As East Africa faces its ongoing drought challenges, the dwindling resources can sometimes cause unusual impacts to wildlife. That was the case in Kenya last week, when two elephants got stuck in the mud that was left behind as water levels became low at a dam near the Tanzanian border.
“In their quest for water, elephants venture into drying dams,” said the Sheldrick Wildlife Trust in a statement released Sunday. “One slip turns into a treacherous situation, as they become hopelessly stuck in the mud.”
In what the wildlife experts say is an all-too-common scenario, the elephants fall and they can’t propel themselves back into a standing position. “Without help, it turns into a death trap,” they added.
Fortunately, the two elephants were spotted and videotape was sent to Wildlife Works, a community-based conservation company working in Kenya. The Kenya Wildlife Service was dispatched to investigate and Sheldrick Wildlife Trust was contacted for aviation assistance via their helicopter.

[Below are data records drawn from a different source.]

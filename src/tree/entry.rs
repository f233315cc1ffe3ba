//! Directory entries as seen by the renderer

use std::fs::{self, DirEntry};
use std::path::{Component, Path, PathBuf};

use crate::error::{Error, Result};

/// A single child of a listed directory.
#[derive(Debug, Clone, PartialEq, Eq)]
pub struct TreeEntry {
    pub name: String,
    pub path: PathBuf,
    /// Path relative to the traversal root, `/`-separated, with a trailing
    /// `/` for directories.
    pub relative: String,
    pub is_dir: bool,
}

impl TreeEntry {
    /// Build an entry from a directory listing item.
    ///
    /// Returns `None` if the entry does not live under `root`.
    pub fn from_dir_entry(entry: &DirEntry, root: &Path, follow_symlinks: bool) -> Option<Self> {
        let path = entry.path();
        let is_dir = if follow_symlinks {
            fs::metadata(&path).is_ok_and(|m| m.is_dir())
        } else {
            entry.file_type().is_ok_and(|t| t.is_dir())
        };
        let relative = relative_posix(root, &path, is_dir)?;

        Some(Self {
            name: entry.file_name().to_string_lossy().to_string(),
            path,
            relative,
            is_dir,
        })
    }
}

/// Express `path` relative to `root` with `/` separators, appending a
/// trailing `/` when `is_dir` is set.
pub fn relative_posix(root: &Path, path: &Path, is_dir: bool) -> Option<String> {
    let relative = path.strip_prefix(root).ok()?;
    let mut posix = relative
        .components()
        .filter_map(|c| match c {
            Component::Normal(part) => Some(part.to_string_lossy()),
            _ => None,
        })
        .collect::<Vec<_>>()
        .join("/");
    if posix.is_empty() {
        return None;
    }
    if is_dir {
        posix.push('/');
    }
    Some(posix)
}

/// Name printed on the first line: the root's basename, or the full path
/// when there is none (the filesystem root).
pub fn display_name(root: &Path) -> String {
    root.file_name()
        .map(|s| s.to_string_lossy().to_string())
        .unwrap_or_else(|| root.display().to_string())
}

/// Make `path` absolute, resolve symlinks, and check it can be listed.
///
/// A root that is missing, is not a directory, or cannot be read is fatal.
pub fn resolve_root(path: &Path) -> Result<PathBuf> {
    let root_error = |source| Error::Root {
        path: path.to_path_buf(),
        source,
    };
    let root = path.canonicalize().map_err(root_error)?;
    fs::read_dir(&root).map_err(root_error)?;
    Ok(root)
}
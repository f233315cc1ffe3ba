//! Test utilities for building temporary directory trees.
//!
//! This module is only compiled for tests and benchmarks.

use std::fs;
use std::path::{Path, PathBuf};
use tempfile::TempDir;

/// A temporary directory for testing.
///
/// The directory is automatically cleaned up when dropped.
pub struct TestDir {
    dir: TempDir,
}

impl TestDir {
    /// Create a new empty temporary directory.
    pub fn new() -> Self {
        let dir = TempDir::new().expect("Failed to create temp dir");
        Self { dir }
    }

    /// Get the path to the temporary directory.
    pub fn path(&self) -> &Path {
        self.dir.path()
    }

    /// Write a file, creating parent directories as needed.
    pub fn add_file(&self, path: &str, content: &str) -> PathBuf {
        let full_path = self.dir.path().join(path);
        if let Some(parent) = full_path.parent() {
            fs::create_dir_all(parent).expect("Failed to create parent dirs");
        }
        fs::write(&full_path, content).expect("Failed to write file");
        full_path
    }

    /// Create a directory (and its parents).
    pub fn add_dir(&self, path: &str) -> PathBuf {
        let full_path = self.dir.path().join(path);
        fs::create_dir_all(&full_path).expect("Failed to create dir");
        full_path
    }

    /// Write the `.treeignore` file at the root.
    pub fn add_ignore_file(&self, content: &str) -> PathBuf {
        self.add_file(crate::ignore_rules::DEFAULT_IGNORE_FILE, content)
    }
}

impl Default for TestDir {
    fn default() -> Self {
        Self::new()
    }
}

One female elephant, believed to be in her teens, was removed once rescue crews were able to dig into the mud and place bands underneath her. She was then pulled out with a vehicle and able to stand on her own four feet.
The second elephant, about eight years old, was even more difficult to remove but she, too, ran off into the bush once the rescuers freed her from the mud.
“As the drought continues to take hold, we will see these scenarios again and again,” the Kenya-based trust said. A similar incident occurred in August and this time, they added, “the team was back in action just a few days later, saving a very special pair from the same muddy trap.”